И постепенно из Оскара фон Дитриха выработался тот особый тип контрразведчика, который был так чтим руководителем абвера. Мыслитель, интеллектуал, адмирал Канарис полагал, что контрразведка — это не род специальной службы, а система мировоззрения, доступная избранным. Высшей властью над людьми может обладать только тот, кто осведомлен о всех их тайных слабостях, поступках, мерзостях, а если кто-либо не поддался искушениям, то, значит, эти искушения были недостаточны или не те, какими можно соблазнить человека.

Настоящий контрразведчик, по убеждению Канариса, не должен уличать, — ему следует только копить улики против власть имущих, чтобы иметь возможность привести их в действие в тех случаях, когда кто-либо из этих людей проявит непокорность. И чем больше у него, контрразведчика, такого рода сведений, тем короче будет его путь к личной власти.

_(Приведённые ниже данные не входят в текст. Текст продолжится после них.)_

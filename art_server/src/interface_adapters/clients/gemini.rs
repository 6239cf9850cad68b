use crate::domain::{
    Candidate, ContentPart, DecodedImage, GenerativeModel, ModelError, ModelRequest,
    ModelResponse, OutputModality,
};
use async_trait::async_trait;
use reqwest::Client;
use serde::{Deserialize, Serialize};
use std::time::Duration;

const API_KEY_HEADER: &str = "x-goog-api-key";

// Thin wrapper around reqwest for Gemini generateContent calls.
#[derive(Clone)]
pub struct GeminiClient {
    http: Client,
    base_url: String,
    api_key: Option<String>,
}

impl GeminiClient {
    pub fn new(
        base_url: impl Into<String>,
        api_key: Option<String>,
        timeout: Option<Duration>,
    ) -> Result<Self, reqwest::Error> {
        let mut builder = Client::builder();
        if let Some(timeout) = timeout {
            builder = builder.timeout(timeout);
        }

        Ok(Self {
            http: builder.build()?,
            base_url: base_url.into().trim_end_matches('/').to_string(),
            api_key,
        })
    }

    fn endpoint(&self, model: &str) -> String {
        format!("{}/v1beta/models/{model}:generateContent", self.base_url)
    }
}

#[async_trait]
impl GenerativeModel for GeminiClient {
    fn is_configured(&self) -> bool {
        self.api_key.is_some()
    }

    async fn generate_content(&self, request: ModelRequest) -> Result<ModelResponse, ModelError> {
        let api_key = self
            .api_key
            .as_deref()
            .ok_or(ModelError::MissingCredential)?;
        let url = self.endpoint(&request.model);
        let body = GenerateContentBody::from(&request);

        tracing::debug!(model = %request.model, parts = request.parts.len(), "calling gemini.");
        let res = self
            .http
            .post(url)
            .header(API_KEY_HEADER, api_key)
            .json(&body)
            .send()
            .await
            .map_err(|err| ModelError::Transport(err.to_string()))?;
        let status = res.status();

        // Keep upstream status/message so the failure is explainable in logs.
        if !status.is_success() {
            let message = res
                .json::<ErrorEnvelope>()
                .await
                .ok()
                .and_then(|payload| payload.error)
                .and_then(|detail| detail.message);
            return Err(ModelError::Upstream {
                status: status.as_u16(),
                message,
            });
        }

        let payload = res
            .json::<GenerateContentResponse>()
            .await
            .map_err(|err| ModelError::Decode(err.to_string()))?;

        Ok(payload.into())
    }
}

// Wire format of the Gemini REST API (camelCase JSON).

#[derive(Debug, Serialize)]
#[serde(rename_all = "camelCase")]
struct GenerateContentBody {
    contents: Vec<WireContent>,
    generation_config: WireGenerationConfig,
}

#[derive(Debug, Serialize)]
#[serde(rename_all = "camelCase")]
struct WireGenerationConfig {
    response_modalities: Vec<&'static str>,
    #[serde(skip_serializing_if = "Option::is_none")]
    candidate_count: Option<u32>,
}

#[derive(Debug, Default, Serialize, Deserialize)]
struct WireContent {
    #[serde(default, skip_serializing_if = "Option::is_none")]
    role: Option<String>,
    #[serde(default, skip_serializing_if = "Option::is_none")]
    parts: Option<Vec<WirePart>>,
}

#[derive(Debug, Default, Serialize, Deserialize)]
#[serde(rename_all = "camelCase")]
struct WirePart {
    #[serde(default, skip_serializing_if = "Option::is_none")]
    text: Option<String>,
    #[serde(default, alias = "inline_data", skip_serializing_if = "Option::is_none")]
    inline_data: Option<WireBlob>,
}

#[derive(Debug, Serialize, Deserialize)]
#[serde(rename_all = "camelCase")]
struct WireBlob {
    #[serde(alias = "mime_type")]
    mime_type: String,
    data: String,
}

#[derive(Debug, Default, Deserialize)]
struct GenerateContentResponse {
    #[serde(default)]
    candidates: Vec<WireCandidate>,
}

#[derive(Debug, Default, Deserialize)]
struct WireCandidate {
    #[serde(default)]
    content: Option<WireContent>,
}

#[derive(Debug, Deserialize)]
struct ErrorEnvelope {
    error: Option<ErrorDetail>,
}

#[derive(Debug, Deserialize)]
struct ErrorDetail {
    message: Option<String>,
}

impl From<&ModelRequest> for GenerateContentBody {
    fn from(request: &ModelRequest) -> Self {
        let parts = request
            .parts
            .iter()
            .map(|part| match part {
                ContentPart::Text(text) => WirePart {
                    text: Some(text.clone()),
                    inline_data: None,
                },
                ContentPart::InlineImage(image) => WirePart {
                    text: None,
                    inline_data: Some(WireBlob {
                        mime_type: image.mime_type.clone(),
                        data: image.bytes.clone(),
                    }),
                },
            })
            .collect();

        let modality = match request.output {
            OutputModality::Text => "TEXT",
            OutputModality::Image => "IMAGE",
        };

        Self {
            contents: vec![WireContent {
                role: Some("user".to_string()),
                parts: Some(parts),
            }],
            generation_config: WireGenerationConfig {
                response_modalities: vec![modality],
                candidate_count: request.candidate_count,
            },
        }
    }
}

impl From<GenerateContentResponse> for ModelResponse {
    fn from(response: GenerateContentResponse) -> Self {
        let candidates = response
            .candidates
            .into_iter()
            .map(|candidate| Candidate {
                parts: candidate
                    .content
                    .and_then(|content| content.parts)
                    .map(|parts| parts.into_iter().filter_map(into_content_part).collect()),
            })
            .collect();

        ModelResponse { candidates }
    }
}

// Parts carrying neither text nor inline data (function calls etc.) are dropped.
fn into_content_part(part: WirePart) -> Option<ContentPart> {
    match (part.inline_data, part.text) {
        (Some(blob), _) => Some(ContentPart::InlineImage(DecodedImage::new(
            blob.mime_type,
            blob.data,
        ))),
        (None, Some(text)) => Some(ContentPart::Text(text)),
        (None, None) => None,
    }
}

Светила генерального штаба вермахта, все ближайшее окружение Гитлера были представлены в секретной картотеке Канариса энциклопедией крови, грязи, гнусностей, каких еще не знала история. И Канарис лелеял мечту предъявить когда-нибудь каждому из этих людей соответствующую запись в своей картотеке, надеясь, что от него откупятся, предоставив ему место на вершине той пирамиды, которую они составляют.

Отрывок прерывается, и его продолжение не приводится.